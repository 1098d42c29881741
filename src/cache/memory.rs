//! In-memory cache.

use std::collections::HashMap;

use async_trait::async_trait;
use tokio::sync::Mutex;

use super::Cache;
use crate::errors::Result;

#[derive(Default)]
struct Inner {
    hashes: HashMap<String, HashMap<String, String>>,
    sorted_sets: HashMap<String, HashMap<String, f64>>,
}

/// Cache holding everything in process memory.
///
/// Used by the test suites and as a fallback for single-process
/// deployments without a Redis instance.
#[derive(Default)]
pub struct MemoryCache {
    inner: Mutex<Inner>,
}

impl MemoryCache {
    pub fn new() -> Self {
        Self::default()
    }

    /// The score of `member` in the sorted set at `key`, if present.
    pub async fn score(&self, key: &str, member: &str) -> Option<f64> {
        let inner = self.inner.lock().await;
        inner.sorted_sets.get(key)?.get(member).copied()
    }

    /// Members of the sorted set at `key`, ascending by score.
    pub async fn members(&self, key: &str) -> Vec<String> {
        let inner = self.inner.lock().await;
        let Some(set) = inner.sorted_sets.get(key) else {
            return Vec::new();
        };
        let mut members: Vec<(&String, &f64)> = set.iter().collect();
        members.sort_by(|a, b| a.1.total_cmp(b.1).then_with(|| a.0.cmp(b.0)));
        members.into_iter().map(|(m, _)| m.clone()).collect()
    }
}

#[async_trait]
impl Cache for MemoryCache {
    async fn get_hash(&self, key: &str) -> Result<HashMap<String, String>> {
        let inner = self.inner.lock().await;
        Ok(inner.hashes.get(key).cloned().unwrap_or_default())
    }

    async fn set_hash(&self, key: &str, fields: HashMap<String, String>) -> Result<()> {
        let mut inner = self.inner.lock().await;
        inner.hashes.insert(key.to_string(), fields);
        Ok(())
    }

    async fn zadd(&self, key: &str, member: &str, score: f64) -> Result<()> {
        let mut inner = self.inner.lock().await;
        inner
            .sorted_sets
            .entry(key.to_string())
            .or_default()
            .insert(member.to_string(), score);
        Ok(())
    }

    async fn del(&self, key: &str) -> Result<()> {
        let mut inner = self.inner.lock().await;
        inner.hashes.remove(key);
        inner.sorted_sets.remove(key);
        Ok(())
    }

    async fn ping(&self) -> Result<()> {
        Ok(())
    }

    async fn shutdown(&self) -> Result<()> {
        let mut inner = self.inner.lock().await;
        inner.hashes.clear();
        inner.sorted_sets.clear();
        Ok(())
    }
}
○ ○ ○
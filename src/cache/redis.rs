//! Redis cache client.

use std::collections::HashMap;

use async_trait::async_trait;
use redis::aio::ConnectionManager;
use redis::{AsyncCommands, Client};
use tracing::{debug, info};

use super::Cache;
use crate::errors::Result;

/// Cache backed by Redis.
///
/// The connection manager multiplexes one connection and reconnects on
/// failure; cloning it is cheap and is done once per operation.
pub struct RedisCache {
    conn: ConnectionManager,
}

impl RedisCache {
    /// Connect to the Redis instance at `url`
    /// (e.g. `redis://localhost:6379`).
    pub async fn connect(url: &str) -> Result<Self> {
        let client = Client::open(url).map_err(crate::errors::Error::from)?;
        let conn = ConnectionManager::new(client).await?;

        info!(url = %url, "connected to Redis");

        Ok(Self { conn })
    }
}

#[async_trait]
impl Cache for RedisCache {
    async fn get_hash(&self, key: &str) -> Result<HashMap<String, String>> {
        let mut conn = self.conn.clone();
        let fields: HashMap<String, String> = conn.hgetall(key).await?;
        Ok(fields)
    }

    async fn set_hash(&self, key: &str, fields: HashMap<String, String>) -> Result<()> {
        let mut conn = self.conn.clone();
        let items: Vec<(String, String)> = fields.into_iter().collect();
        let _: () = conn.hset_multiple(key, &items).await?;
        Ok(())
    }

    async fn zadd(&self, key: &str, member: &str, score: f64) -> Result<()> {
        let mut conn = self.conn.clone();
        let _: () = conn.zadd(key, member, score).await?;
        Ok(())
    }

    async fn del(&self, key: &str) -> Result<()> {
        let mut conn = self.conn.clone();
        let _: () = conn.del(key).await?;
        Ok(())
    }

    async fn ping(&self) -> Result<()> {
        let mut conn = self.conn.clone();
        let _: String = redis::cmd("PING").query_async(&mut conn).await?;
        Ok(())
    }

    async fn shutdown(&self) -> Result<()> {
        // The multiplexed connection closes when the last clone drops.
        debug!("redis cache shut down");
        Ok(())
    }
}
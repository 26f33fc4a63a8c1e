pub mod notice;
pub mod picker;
○ ○ ○
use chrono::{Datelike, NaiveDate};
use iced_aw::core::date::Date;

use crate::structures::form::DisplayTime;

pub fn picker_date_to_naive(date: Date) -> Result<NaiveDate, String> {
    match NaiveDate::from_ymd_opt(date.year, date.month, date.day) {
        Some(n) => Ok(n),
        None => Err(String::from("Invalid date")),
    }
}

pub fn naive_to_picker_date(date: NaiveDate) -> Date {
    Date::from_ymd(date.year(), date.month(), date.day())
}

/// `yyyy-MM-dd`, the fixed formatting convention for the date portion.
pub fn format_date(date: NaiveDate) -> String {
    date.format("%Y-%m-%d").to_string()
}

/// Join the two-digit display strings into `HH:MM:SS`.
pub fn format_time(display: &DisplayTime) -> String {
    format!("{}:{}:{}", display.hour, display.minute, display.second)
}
○ ○ ○
Pull every line with the string "items" out of the material.

        let items: Vec<(String, String)> = fields.into_iter().collect();
        let _: () = conn.hset_multiple(key, &items).await?;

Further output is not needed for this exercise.